_PROBLEM TO WORK ON_
Through the line that contains "pub fn render(frame: &mut", return the data below exactly, starting at its first line; leave the rest out.

◇ ◇ ◇ ◇ ◇

//! Lesson screen: rendered content, exercise editors, explain prompt, and
//! the rate/quiz footer. The whole body scrolls as one column of lines.

use ratatui::layout::Rect;
use ratatui::style::{Style, Stylize};
use ratatui::text::{Line, Span};
use ratatui::widgets::{Paragraph, Wrap};
use ratatui::Frame;

use crate::markdown::render_markdown;
use crate::views::{ExerciseState, LessonView};

use super::helpers::{apply_scroll, spinner_frame, titled_block};
use super::theme::Theme;

pub fn render(frame: &mut Frame, view: &LessonView, tick_count: u64, scroll: u16, theme: &Theme, area: Rect) {
    let title = view.lesson.as_ref().map_or("lesson", |l| l.topic.as_str());
    let block = titled_block(title, theme);
    let inner = block.inner(area);
    frame.render_widget(block, area);

    if view.loading {
        frame.render_widget(
            Paragraph::new(Line::from(Span::styled(
                format!("{} loading…", spinner_frame(tick_count)),
                Style::default().fg(theme.dim),
            ))),
            inner,
        );
        return;
    }
    if let Some(error) = &view.error {
        frame.render_widget(
            Paragraph::new(Line::from(Span::styled(
                error.clone(),
                Style::default().fg(theme.error),
            )))
            .wrap(Wrap { trim: true }),
            inner,
        );
        return;
    }

    let mut lines: Vec<Line> = Vec::new();
    if let Some(content) = &view.content {
        if let Some(objective) = &content.objective {
            lines.push(Line::from(Span::styled(
                format!("Objective: {}", objective),
                Style::default().fg(theme.accent).italic(),
            )));
            lines.push(Line::from(""));
        }
        for section in &content.sections {
            lines.push(Line::from(Span::styled(
                section.heading.clone(),
                Style::default().fg(theme.accent).bold(),
            )));
            lines.extend(render_markdown(&section.content));
            lines.push(Line::from(""));
        }
        if let Some(summary) = &content.summary {
            lines.push(Line::from(Span::styled(
                "Summary",
                Style::default().fg(theme.accent).bold(),
            )));
            lines.extend(render_markdown(summary));
            lines.push(Line::from(""));
        }
    }

    for (i, exercise) in view.exercises.iter().enumerate() {
        let focused = view.focused_exercise == Some(i);
        push_exercise(&mut lines, i, exercise, focused, tick_count, theme);
    }

    push_explain(&mut lines, view, tick_count, theme);
    push_footer(&mut lines, view, tick_count, theme);

    let body = Paragraph::new(apply_scroll(lines, scroll)).wrap(Wrap { trim: false });
    frame.render_widget(body, inner);
}

fn push_exercise(
    lines: &mut Vec<Line<'_>>,
    index: usize,
    state: &ExerciseState,
    focused: bool,
    tick_count: u64,
    theme: &Theme,
) {
    let marker = if state.correct {
        Span::styled("✓", Style::default().fg(theme.success))
    } else if focused {
        Span::styled("▸", Style::default().fg(theme.accent))
    } else {
        Span::styled("○", Style::default().fg(theme.dim))
    };
    lines.push(Line::from(vec![
        marker,
        Span::styled(
            format!(" Exercise {}", index + 1),
            Style::default().fg(theme.fg).bold(),
        ),
        Span::styled(
            if focused { "  (editing)" } else { "" },
            Style::default().fg(theme.dim),
        ),
    ]));
    lines.extend(render_markdown(&state.exercise.prompt));
    for text_line in state.input.text().lines() {
        lines.push(Line::from(vec![
            Span::styled("  │ ", Style::default().fg(theme.border)),
            Span::styled(text_line.to_string(), Style::default().fg(theme.fg)),
        ]));
    }
    if state.running || state.submitting {
        let verb = if state.running { "running" } else { "evaluating" };
        lines.push(Line::from(Span::styled(
            format!("  {} {}…", spinner_frame(tick_count), verb),
            Style::default().fg(theme.dim),
        )));
    }
    if let Some(output) = &state.output {
        lines.push(Line::from(Span::styled(
            "  output:",
            Style::default().fg(theme.dim),
        )));
        for out_line in output.lines() {
            lines.push(Line::from(Span::styled(
                format!("    {}", out_line),
                Style::default().fg(theme.fg),
            )));
        }
    }
    if let Some(run_error) = &state.run_error {
        lines.push(Line::from(Span::styled(
            format!("  {}", run_error),
            Style::default().fg(theme.error),
        )));
    }
    if let Some(feedback) = &state.feedback {
        let color = if state.correct {
            theme.success
        } else {
            theme.warning
        };
        lines.push(Line::from(Span::styled(
            format!("  {}", feedback),
            Style::default().fg(color),
        )));
        for hint in &state.hints {
            lines.push(Line::from(Span::styled(
                format!("  hint: {}", hint),
                Style::default().fg(theme.dim),
            )));
        }
    }
    lines.push(Line::from(""));
}

fn push_explain(lines: &mut Vec<Line<'_>>, view: &LessonView, tick_count: u64, theme: &Theme) {
    lines.push(Line::from(Span::styled(
        if view.explain_focused {
            "Ask about this lesson (Enter to send, Esc to cancel):"
        } else {
            "Press a to ask a question about this lesson"
        },
        Style::default().fg(theme.dim),
    )));
    if view.explain_focused || !view.explain_input.is_empty() {
        lines.push(Line::from(vec![
            Span::styled("? ", Style::default().fg(theme.accent)),
            Span::styled(view.explain_input.text(), Style::default().fg(theme.fg)),
        ]));
    }
    if view.explaining {
        lines.push(Line::from(Span::styled(
            format!("{} thinking…", spinner_frame(tick_count)),
            Style::default().fg(theme.dim),
        )));
    }
    if let Some(error) = &view.explain_error {
        lines.push(Line::from(Span::styled(
            error.clone(),
            Style::default().fg(theme.error),
        )));
    }
    if let Some(explanation) = &view.explanation {
        lines.extend(render_markdown(explanation));
    }
    lines.push(Line::from(""));
}

fn push_footer(lines: &mut Vec<Line<'_>>, view: &LessonView, tick_count: u64, theme: &Theme) {
    let rating = view
        .feedback_rating
        .map_or_else(|| "not rated".to_string(), |r| format!("rated {}/5", r));
    lines.push(Line::from(Span::styled(
        format!("Rate this lesson with 1-5 ({})", rating),
        Style::default().fg(theme.dim),
    )));
    if view.starting_quiz {
        lines.push(Line::from(Span::styled(
            format!("{} preparing quiz…", spinner_frame(tick_count)),
            Style::default().fg(theme.dim),
        )));
    } else {
        lines.push(Line::from(Span::styled(
            "Press Q to finish the lesson and take the quiz",
            Style::default().fg(theme.accent),
        )));
    }
    if let Some(error) = &view.quiz_error {
        lines.push(Line::from(Span::styled(
            error.clone(),
            Style::default().fg(theme.error),
        )));
    }
}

◇ ◇ ◇ ◇ ◇

_TASK RESULT_
//! Lesson screen: rendered content, exercise editors, explain prompt, and
//! the rate/quiz footer. The whole body scrolls as one column of lines.

use ratatui::layout::Rect;
use ratatui::style::{Style, Stylize};
use ratatui::text::{Line, Span};
use ratatui::widgets::{Paragraph, Wrap};
use ratatui::Frame;

use crate::markdown::render_markdown;
use crate::views::{ExerciseState, LessonView};

use super::helpers::{apply_scroll, spinner_frame, titled_block};
use super::theme::Theme;

pub fn render(frame: &mut Frame, view: &LessonView, tick_count: u64, scroll: u16, theme: &Theme, area: Rect) {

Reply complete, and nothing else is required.